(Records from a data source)
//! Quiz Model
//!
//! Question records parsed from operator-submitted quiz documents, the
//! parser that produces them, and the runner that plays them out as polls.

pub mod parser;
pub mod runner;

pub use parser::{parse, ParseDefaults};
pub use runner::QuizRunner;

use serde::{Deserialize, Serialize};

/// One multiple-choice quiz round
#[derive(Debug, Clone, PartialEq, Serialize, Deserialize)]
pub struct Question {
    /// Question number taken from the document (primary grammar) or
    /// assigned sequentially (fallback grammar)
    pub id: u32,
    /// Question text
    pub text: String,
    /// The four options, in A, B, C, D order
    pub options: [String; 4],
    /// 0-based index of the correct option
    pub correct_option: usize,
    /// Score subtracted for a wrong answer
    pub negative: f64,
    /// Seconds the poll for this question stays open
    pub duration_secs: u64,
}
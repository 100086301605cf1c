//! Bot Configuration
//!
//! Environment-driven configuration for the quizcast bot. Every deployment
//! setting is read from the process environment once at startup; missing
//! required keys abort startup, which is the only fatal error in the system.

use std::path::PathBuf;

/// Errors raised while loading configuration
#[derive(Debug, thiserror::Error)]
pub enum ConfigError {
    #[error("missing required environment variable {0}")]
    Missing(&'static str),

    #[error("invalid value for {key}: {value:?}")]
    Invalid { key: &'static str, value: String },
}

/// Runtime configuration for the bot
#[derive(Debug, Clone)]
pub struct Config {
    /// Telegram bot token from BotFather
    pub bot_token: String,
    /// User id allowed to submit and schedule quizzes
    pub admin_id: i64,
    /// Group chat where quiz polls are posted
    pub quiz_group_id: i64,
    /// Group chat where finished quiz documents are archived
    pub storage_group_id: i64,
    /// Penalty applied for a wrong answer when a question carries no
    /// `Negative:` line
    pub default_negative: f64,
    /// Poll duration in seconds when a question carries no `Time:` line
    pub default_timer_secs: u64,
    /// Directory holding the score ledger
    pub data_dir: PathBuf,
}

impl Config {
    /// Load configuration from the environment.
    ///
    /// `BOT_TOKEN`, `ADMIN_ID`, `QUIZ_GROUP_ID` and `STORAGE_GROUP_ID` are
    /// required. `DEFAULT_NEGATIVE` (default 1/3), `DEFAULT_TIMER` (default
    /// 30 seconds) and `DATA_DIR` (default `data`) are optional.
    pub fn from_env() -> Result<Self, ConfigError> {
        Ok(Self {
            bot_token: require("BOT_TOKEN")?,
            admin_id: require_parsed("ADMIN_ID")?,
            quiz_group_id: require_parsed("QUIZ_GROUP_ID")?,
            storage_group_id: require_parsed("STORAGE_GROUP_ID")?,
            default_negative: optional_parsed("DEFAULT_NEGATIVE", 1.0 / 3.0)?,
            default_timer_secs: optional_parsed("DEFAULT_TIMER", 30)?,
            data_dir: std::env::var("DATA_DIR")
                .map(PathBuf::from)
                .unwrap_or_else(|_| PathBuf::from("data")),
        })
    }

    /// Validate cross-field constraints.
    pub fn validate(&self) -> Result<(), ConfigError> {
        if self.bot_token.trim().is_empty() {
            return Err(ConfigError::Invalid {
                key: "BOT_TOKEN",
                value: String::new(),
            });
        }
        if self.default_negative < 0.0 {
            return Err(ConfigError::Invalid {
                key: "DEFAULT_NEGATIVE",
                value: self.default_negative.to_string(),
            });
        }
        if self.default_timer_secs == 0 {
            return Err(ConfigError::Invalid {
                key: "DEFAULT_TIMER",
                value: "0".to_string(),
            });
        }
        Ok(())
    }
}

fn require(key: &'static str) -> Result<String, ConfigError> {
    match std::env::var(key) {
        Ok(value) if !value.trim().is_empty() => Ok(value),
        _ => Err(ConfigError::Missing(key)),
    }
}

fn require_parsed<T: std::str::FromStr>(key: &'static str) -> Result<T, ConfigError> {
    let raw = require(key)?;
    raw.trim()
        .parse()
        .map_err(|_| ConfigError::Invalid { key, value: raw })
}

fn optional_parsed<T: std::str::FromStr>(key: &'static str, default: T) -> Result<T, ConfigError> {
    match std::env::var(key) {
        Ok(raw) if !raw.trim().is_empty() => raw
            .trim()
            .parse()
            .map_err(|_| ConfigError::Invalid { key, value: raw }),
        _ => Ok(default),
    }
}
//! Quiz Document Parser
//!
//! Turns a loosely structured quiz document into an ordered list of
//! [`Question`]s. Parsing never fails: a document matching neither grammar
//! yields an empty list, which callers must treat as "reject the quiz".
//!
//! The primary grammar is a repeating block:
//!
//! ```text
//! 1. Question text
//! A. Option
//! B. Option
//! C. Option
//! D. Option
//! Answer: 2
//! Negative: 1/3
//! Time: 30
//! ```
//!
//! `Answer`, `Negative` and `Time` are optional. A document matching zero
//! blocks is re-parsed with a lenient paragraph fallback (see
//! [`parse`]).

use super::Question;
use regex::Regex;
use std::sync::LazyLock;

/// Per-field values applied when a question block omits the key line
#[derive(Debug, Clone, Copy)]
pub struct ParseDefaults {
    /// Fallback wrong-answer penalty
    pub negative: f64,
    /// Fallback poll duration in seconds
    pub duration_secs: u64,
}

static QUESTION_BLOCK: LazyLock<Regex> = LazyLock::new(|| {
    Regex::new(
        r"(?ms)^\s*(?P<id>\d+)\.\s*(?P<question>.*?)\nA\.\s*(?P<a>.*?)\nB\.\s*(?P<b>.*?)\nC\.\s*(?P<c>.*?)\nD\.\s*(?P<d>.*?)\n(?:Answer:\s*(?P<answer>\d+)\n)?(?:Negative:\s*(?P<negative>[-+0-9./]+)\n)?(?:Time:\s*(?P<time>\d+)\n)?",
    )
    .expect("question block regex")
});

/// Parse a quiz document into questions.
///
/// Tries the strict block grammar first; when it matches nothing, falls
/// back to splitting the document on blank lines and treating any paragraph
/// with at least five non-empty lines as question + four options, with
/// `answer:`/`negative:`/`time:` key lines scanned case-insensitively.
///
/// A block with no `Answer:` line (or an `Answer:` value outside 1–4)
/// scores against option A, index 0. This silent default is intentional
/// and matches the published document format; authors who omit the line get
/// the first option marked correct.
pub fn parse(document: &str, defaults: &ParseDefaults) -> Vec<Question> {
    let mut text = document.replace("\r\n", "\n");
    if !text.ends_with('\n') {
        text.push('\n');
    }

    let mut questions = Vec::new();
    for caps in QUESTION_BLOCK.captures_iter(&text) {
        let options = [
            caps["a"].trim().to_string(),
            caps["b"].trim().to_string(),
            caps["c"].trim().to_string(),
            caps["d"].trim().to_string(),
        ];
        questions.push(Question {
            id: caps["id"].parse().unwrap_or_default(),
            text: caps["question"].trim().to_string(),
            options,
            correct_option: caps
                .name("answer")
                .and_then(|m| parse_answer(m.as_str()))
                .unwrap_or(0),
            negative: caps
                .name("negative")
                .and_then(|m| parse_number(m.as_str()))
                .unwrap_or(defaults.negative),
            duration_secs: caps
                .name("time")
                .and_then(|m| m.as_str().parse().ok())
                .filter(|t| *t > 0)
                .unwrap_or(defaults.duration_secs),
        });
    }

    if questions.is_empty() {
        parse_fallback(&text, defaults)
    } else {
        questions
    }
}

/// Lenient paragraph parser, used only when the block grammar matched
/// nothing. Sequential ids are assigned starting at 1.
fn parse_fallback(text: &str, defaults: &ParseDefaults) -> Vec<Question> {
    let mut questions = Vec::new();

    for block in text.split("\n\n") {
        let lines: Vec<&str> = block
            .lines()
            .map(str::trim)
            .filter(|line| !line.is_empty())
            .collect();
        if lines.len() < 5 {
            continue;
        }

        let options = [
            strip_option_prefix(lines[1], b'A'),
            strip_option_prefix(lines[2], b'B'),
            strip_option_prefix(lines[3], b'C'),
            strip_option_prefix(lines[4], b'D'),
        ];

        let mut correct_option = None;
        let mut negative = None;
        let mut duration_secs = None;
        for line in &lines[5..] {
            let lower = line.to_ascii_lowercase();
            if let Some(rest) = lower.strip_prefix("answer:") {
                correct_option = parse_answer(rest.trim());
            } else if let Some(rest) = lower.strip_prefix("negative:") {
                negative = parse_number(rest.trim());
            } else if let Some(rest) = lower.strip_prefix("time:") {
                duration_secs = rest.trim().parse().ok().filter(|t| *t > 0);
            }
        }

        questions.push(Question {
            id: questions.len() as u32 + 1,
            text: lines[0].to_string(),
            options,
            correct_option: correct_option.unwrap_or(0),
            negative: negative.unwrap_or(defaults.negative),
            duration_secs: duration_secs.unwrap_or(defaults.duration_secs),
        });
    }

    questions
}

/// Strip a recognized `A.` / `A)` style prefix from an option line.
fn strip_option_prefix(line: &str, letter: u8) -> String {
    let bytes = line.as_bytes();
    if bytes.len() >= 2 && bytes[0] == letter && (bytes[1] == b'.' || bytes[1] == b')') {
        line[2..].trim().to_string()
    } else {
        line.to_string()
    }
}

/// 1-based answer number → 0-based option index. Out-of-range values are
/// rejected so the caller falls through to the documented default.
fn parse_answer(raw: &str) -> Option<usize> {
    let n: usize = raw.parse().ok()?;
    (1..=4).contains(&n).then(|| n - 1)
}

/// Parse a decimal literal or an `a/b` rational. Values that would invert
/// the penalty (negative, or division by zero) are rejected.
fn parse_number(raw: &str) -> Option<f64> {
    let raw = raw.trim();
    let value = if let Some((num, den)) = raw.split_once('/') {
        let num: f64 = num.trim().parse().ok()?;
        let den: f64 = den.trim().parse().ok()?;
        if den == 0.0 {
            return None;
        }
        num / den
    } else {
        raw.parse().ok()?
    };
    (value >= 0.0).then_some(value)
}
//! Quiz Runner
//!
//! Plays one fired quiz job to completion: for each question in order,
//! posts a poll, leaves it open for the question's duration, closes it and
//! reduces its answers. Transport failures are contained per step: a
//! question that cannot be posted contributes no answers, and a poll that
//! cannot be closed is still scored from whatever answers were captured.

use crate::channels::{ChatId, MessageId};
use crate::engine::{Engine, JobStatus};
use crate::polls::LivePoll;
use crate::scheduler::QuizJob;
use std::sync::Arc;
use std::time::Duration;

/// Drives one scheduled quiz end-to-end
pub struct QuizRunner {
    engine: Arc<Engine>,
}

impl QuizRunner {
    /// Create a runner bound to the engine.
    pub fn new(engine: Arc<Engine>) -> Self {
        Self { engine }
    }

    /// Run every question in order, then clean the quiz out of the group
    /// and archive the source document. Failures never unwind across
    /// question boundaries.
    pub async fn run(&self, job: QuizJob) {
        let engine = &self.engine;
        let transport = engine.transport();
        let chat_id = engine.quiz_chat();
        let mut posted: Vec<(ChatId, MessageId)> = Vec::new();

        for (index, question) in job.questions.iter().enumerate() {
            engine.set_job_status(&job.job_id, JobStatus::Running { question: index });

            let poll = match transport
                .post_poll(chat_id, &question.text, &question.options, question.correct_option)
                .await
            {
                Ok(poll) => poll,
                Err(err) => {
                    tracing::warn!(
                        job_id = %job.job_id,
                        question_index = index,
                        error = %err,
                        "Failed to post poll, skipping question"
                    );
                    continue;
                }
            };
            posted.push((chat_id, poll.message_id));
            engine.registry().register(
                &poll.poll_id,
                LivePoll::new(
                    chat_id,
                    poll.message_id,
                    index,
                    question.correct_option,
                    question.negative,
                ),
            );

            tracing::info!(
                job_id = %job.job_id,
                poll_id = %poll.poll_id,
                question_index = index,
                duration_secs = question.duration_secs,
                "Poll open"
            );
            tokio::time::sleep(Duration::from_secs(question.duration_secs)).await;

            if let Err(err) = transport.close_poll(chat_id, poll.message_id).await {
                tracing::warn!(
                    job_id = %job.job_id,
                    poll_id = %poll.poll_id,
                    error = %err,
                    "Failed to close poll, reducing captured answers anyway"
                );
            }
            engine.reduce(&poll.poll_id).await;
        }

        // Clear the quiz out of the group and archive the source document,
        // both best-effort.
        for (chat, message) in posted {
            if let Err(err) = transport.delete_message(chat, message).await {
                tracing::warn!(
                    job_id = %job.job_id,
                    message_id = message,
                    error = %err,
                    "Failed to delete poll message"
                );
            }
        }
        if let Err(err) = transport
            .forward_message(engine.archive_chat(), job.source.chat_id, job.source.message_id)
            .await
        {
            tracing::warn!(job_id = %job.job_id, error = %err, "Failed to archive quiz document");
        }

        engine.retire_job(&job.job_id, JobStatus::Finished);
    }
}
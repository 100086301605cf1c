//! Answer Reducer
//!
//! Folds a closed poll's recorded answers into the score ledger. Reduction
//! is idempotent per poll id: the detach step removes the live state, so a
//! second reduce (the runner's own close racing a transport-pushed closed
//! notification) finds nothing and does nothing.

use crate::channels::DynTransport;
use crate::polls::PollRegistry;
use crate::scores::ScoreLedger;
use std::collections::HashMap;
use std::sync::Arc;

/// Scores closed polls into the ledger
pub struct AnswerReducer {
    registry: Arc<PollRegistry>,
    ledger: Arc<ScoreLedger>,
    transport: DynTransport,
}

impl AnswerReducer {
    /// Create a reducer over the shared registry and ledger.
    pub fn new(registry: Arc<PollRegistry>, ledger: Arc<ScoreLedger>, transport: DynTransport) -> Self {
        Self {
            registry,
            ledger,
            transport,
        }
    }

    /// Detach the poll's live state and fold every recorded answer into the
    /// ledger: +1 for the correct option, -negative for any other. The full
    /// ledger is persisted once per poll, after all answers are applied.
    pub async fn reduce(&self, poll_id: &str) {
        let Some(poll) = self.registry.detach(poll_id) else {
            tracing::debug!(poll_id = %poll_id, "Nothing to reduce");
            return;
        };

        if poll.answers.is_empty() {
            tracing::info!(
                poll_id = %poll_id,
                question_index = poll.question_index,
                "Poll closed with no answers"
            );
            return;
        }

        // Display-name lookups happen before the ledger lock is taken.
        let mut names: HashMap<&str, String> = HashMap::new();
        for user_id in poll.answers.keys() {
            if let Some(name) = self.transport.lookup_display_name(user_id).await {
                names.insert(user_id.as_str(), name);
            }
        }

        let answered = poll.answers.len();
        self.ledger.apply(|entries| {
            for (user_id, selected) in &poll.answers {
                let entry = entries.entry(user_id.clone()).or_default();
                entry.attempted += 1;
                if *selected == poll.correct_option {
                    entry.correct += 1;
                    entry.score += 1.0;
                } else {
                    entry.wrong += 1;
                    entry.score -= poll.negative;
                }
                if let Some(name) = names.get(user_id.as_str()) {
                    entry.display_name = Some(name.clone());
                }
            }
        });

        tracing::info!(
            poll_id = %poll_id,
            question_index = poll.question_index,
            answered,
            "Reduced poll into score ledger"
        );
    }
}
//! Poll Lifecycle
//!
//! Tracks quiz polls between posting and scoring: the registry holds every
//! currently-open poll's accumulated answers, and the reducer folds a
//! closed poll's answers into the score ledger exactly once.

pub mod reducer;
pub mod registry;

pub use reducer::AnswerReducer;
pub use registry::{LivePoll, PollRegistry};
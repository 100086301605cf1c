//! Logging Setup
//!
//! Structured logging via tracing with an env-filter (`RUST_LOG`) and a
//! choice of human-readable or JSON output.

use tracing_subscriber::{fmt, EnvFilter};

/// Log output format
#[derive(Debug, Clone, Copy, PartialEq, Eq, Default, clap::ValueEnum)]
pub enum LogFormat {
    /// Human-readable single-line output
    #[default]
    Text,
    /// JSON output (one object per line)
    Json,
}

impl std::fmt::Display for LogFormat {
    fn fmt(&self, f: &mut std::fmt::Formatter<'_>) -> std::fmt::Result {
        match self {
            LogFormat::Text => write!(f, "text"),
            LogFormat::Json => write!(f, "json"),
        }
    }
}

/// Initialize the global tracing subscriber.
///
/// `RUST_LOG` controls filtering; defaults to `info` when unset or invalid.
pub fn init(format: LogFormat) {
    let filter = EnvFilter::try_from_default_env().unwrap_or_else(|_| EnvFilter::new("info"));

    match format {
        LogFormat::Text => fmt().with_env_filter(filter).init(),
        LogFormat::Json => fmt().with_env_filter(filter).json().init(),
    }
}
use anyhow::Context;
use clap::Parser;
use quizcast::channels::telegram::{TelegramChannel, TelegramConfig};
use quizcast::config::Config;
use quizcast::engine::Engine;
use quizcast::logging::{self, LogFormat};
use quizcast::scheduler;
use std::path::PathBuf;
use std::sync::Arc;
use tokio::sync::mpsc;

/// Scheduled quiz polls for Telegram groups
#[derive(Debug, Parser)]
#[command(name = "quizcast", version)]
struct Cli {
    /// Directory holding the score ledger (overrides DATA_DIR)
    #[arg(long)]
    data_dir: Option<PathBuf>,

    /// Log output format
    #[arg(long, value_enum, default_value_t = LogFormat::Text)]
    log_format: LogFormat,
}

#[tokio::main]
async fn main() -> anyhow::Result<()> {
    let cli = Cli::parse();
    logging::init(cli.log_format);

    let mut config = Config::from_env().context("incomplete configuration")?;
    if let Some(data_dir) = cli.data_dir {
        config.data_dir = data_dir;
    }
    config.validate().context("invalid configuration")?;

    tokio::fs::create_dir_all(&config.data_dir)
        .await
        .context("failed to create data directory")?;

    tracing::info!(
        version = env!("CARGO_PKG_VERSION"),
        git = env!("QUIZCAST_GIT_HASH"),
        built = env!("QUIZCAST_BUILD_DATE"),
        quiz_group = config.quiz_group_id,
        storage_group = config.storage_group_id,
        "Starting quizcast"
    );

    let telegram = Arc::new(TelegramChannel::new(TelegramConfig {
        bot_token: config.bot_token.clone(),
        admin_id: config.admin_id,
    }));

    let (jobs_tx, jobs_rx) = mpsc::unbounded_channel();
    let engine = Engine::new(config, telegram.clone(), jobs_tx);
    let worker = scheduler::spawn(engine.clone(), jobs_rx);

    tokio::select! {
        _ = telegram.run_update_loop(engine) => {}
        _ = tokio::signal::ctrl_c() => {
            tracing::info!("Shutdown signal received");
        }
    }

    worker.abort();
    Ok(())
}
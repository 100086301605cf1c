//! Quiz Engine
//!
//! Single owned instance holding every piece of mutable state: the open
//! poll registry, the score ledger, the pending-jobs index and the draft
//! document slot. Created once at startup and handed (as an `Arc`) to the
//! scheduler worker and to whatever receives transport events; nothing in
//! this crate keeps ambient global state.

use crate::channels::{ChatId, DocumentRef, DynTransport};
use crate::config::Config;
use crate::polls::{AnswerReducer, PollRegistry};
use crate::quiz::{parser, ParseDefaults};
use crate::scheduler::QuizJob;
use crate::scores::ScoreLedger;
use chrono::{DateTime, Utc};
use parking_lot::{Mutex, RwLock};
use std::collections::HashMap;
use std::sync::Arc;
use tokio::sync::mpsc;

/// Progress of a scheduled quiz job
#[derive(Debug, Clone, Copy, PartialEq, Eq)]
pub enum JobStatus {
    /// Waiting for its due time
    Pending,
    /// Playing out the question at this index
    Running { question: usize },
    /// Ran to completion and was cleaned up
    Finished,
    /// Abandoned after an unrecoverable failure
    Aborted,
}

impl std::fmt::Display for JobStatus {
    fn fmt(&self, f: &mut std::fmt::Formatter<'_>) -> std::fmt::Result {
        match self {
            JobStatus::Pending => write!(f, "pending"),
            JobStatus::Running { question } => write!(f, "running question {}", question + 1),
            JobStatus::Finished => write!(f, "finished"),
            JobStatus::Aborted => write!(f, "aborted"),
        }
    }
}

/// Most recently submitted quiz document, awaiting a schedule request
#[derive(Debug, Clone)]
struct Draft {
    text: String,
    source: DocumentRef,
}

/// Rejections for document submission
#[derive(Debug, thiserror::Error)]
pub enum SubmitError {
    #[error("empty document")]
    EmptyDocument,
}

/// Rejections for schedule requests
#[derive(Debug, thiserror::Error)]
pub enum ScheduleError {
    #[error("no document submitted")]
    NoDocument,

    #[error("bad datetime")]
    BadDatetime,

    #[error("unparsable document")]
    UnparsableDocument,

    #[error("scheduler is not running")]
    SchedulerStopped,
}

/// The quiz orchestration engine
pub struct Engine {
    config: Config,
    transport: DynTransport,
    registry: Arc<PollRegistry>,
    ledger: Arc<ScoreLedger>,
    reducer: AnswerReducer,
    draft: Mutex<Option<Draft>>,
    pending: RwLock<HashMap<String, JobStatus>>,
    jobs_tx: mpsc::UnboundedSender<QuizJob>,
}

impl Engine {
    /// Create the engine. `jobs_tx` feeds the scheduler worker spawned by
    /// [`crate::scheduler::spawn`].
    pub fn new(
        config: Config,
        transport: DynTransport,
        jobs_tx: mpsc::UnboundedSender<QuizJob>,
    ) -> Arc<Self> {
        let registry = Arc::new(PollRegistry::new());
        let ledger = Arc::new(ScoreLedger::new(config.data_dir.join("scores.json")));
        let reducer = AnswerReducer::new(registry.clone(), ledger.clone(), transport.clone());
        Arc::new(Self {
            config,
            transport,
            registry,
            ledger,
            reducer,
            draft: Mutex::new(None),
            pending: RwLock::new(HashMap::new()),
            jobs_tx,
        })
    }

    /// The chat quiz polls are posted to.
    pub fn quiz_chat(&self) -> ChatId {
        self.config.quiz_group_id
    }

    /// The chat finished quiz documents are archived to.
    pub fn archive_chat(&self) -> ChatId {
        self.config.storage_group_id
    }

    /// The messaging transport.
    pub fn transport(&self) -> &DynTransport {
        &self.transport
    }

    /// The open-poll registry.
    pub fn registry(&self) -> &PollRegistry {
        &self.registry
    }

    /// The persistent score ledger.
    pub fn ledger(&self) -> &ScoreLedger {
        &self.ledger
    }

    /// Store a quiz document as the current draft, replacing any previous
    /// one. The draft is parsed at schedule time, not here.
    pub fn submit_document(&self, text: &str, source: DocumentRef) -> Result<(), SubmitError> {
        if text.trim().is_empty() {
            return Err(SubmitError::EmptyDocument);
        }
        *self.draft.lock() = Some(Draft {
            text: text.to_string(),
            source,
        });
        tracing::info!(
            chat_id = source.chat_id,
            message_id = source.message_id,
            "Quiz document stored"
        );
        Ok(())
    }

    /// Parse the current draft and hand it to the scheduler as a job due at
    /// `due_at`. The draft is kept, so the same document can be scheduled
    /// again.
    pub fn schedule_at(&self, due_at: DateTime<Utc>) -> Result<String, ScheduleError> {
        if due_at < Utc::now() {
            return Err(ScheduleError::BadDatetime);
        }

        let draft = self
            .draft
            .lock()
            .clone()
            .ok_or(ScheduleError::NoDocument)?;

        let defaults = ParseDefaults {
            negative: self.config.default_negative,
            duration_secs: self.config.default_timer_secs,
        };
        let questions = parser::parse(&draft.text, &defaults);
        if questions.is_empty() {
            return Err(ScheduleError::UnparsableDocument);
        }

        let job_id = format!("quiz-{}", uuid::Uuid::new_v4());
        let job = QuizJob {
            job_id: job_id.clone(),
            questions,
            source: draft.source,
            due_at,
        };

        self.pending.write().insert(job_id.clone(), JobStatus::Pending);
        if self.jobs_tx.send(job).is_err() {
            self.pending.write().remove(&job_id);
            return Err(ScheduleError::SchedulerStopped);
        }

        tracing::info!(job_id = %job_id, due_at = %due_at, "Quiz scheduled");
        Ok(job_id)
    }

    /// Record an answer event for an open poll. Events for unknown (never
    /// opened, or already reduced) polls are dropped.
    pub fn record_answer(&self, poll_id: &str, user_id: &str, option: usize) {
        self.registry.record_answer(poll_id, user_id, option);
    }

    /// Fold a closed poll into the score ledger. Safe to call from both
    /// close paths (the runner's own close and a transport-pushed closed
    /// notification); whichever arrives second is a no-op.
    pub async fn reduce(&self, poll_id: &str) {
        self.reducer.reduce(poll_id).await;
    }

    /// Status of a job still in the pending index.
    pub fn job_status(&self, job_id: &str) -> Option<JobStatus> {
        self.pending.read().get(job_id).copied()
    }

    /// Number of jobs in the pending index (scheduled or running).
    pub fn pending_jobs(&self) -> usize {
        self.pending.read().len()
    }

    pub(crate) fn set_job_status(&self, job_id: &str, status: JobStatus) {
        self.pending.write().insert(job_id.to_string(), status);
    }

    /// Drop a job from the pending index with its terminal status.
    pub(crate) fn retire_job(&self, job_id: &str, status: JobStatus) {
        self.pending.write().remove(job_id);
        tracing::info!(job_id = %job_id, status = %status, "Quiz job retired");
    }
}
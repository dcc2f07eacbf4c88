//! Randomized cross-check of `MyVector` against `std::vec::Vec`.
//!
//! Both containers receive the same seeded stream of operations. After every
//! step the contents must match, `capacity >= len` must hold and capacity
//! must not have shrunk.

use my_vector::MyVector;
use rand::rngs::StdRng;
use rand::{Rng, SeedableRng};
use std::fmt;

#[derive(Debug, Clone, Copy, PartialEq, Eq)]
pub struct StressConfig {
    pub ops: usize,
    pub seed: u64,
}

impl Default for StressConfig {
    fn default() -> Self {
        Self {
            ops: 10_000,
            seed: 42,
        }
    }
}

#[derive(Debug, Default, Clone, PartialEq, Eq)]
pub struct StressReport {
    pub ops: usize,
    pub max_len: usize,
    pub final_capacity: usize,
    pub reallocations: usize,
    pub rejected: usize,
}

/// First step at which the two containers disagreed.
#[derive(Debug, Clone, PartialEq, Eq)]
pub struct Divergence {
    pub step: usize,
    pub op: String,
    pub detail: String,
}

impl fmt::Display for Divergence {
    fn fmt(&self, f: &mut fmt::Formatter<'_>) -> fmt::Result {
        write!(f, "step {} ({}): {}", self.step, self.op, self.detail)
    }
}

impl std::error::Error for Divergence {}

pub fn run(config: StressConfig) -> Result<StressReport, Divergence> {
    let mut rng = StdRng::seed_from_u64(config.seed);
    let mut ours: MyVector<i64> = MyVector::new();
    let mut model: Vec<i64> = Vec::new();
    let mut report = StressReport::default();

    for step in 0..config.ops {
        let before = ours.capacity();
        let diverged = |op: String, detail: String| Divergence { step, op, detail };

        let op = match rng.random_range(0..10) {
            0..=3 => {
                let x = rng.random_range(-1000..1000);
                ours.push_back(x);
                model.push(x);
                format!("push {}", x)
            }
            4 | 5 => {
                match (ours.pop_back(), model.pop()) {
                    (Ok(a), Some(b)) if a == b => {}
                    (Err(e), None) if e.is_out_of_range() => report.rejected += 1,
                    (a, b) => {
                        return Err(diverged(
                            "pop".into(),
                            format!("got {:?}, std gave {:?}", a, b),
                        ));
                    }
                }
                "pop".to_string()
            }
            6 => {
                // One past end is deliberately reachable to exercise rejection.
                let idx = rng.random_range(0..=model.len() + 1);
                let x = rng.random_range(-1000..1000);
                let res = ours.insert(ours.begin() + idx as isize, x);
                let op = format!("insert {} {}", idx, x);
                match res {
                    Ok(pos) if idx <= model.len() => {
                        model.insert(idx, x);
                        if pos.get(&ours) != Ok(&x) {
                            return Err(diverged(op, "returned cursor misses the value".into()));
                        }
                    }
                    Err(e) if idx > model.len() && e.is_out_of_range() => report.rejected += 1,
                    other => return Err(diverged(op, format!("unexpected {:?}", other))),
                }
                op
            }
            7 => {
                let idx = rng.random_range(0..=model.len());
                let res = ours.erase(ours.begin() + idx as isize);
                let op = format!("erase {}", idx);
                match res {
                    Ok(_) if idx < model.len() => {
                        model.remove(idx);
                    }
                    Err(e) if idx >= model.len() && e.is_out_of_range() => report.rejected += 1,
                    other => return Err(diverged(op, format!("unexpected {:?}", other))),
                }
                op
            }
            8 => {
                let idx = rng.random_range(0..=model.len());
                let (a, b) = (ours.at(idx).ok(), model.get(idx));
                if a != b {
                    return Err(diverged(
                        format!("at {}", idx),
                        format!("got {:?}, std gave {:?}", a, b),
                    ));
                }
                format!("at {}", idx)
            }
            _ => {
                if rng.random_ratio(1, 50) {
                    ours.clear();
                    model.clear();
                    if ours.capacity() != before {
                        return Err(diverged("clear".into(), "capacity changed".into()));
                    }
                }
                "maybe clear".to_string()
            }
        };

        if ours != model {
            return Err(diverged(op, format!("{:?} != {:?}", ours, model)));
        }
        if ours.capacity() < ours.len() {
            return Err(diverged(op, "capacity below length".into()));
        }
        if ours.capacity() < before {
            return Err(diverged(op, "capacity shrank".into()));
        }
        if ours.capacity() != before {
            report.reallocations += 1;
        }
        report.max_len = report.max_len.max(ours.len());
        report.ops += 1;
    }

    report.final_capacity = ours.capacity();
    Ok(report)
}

◆ **Required work**
Your answer must consist only of the lines from the start of the records above through the line with "pub struct Config", each retyped exactly.

◆ **Response to the exercise**
//! Quiz Model
//!
//! Question records parsed from operator-submitted quiz documents, the
//! parser that produces them, and the runner that plays them out as polls.

pub mod parser;
pub mod runner;

pub use parser::{parse, ParseDefaults};
pub use runner::QuizRunner;

use serde::{Deserialize, Serialize};

/// One multiple-choice quiz round
#[derive(Debug, Clone, PartialEq, Serialize, Deserialize)]
pub struct Question {
    /// Question number taken from the document (primary grammar) or
    /// assigned sequentially (fallback grammar)
    pub id: u32,
    /// Question text
    pub text: String,
    /// The four options, in A, B, C, D order
    pub options: [String; 4],
    /// 0-based index of the correct option
    pub correct_option: usize,
    /// Score subtracted for a wrong answer
    pub negative: f64,
    /// Seconds the poll for this question stays open
    pub duration_secs: u64,
}
repository 100086301605cf1c
//! Bot Configuration
//!
//! Environment-driven configuration for the quizcast bot. Every deployment
//! setting is read from the process environment once at startup; missing
//! required keys abort startup, which is the only fatal error in the system.

use std::path::PathBuf;

/// Errors raised while loading configuration
#[derive(Debug, thiserror::Error)]
pub enum ConfigError {
    #[error("missing required environment variable {0}")]
    Missing(&'static str),

    #[error("invalid value for {key}: {value:?}")]
    Invalid { key: &'static str, value: String },
}

/// Runtime configuration for the bot
#[derive(Debug, Clone)]
pub struct Config {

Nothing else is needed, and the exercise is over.